* **DESCRIPTION OF THE TASK**:
Could you report every line from the entries that includes the word "SettlementPolicy"?

* **LISTED ENTRIES**:
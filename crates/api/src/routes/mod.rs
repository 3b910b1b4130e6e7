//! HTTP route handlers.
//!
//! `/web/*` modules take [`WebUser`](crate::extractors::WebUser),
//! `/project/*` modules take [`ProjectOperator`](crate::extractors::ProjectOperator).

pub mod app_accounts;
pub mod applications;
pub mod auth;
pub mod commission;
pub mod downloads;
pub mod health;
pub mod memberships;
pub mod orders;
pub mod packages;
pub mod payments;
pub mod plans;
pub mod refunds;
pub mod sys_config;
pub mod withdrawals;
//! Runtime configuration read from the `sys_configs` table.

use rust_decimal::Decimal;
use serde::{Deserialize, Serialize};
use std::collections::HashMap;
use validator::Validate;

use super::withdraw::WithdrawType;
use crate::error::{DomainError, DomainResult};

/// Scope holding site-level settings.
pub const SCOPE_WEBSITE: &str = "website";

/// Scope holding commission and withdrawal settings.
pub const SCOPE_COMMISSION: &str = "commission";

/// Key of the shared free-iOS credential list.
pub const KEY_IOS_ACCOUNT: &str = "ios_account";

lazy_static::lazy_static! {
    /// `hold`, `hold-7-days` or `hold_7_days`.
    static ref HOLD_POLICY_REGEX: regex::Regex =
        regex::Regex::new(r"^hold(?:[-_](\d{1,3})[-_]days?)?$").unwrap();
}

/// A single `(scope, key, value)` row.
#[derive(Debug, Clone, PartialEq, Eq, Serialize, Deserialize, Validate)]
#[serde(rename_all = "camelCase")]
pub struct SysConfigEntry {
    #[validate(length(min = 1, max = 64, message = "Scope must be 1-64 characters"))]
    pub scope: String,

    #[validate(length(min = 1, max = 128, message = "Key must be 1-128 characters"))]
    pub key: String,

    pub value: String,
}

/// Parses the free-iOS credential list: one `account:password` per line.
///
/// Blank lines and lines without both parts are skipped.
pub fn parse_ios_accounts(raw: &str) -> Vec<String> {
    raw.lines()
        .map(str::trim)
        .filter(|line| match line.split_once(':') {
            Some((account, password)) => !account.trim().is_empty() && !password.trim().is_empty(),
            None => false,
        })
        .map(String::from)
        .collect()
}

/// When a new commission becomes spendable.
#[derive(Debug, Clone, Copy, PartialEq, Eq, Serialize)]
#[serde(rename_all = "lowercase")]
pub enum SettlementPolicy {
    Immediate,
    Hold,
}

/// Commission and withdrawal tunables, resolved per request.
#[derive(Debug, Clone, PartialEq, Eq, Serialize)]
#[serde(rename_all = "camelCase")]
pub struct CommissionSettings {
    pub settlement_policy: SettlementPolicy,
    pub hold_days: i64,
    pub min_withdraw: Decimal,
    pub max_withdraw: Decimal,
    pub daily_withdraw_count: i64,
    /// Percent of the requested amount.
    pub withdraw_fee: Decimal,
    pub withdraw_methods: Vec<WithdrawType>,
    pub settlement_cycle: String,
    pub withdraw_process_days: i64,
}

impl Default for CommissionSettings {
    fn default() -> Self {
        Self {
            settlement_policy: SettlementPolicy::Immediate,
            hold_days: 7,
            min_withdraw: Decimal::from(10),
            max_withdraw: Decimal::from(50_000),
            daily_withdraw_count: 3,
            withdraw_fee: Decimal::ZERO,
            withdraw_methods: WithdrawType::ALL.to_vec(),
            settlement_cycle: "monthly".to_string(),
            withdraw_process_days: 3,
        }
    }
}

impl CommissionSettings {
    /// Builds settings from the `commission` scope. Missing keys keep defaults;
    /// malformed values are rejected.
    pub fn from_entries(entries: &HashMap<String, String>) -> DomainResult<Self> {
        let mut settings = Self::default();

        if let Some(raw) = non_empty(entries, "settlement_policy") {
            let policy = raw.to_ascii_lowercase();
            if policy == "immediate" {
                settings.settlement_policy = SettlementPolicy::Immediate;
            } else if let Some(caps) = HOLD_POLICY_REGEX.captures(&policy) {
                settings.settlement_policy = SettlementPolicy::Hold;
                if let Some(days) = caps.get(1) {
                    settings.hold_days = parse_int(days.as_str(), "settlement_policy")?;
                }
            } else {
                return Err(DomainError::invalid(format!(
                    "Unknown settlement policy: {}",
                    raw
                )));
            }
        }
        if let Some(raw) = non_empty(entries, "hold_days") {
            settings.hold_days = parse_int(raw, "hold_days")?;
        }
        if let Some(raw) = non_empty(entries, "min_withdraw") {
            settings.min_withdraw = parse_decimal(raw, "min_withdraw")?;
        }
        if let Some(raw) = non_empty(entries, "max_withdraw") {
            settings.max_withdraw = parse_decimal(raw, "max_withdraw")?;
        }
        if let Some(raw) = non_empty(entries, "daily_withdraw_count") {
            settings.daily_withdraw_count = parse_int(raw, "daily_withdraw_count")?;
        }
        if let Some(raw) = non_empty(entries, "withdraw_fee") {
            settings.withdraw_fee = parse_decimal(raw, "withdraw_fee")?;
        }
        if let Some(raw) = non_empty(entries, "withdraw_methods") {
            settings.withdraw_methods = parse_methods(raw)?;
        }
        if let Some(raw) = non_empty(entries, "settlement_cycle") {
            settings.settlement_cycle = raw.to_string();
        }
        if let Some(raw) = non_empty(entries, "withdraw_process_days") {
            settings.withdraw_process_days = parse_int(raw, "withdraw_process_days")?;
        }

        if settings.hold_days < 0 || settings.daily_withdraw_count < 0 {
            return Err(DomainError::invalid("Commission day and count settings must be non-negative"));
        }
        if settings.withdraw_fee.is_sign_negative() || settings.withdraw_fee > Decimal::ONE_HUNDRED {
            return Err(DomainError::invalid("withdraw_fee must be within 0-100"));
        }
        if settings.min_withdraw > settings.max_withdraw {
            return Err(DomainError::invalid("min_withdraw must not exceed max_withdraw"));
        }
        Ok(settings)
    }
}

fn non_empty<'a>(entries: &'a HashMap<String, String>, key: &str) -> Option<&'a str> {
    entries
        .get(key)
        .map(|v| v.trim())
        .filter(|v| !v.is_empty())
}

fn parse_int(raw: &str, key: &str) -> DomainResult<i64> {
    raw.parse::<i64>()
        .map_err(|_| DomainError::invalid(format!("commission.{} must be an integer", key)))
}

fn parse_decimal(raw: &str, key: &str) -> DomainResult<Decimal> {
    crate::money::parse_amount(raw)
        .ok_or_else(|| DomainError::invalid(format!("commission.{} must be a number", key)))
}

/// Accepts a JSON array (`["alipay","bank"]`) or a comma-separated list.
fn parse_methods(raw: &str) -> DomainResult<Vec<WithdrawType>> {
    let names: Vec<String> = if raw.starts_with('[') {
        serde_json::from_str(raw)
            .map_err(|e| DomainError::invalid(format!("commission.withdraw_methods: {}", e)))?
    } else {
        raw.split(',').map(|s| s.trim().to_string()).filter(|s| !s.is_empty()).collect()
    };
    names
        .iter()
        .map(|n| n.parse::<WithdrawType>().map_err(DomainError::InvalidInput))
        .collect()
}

* **THE COMPLETED TASK**:
pub enum SettlementPolicy {
    pub settlement_policy: SettlementPolicy,
            settlement_policy: SettlementPolicy::Immediate,
                settings.settlement_policy = SettlementPolicy::Immediate;
                settings.settlement_policy = SettlementPolicy::Hold;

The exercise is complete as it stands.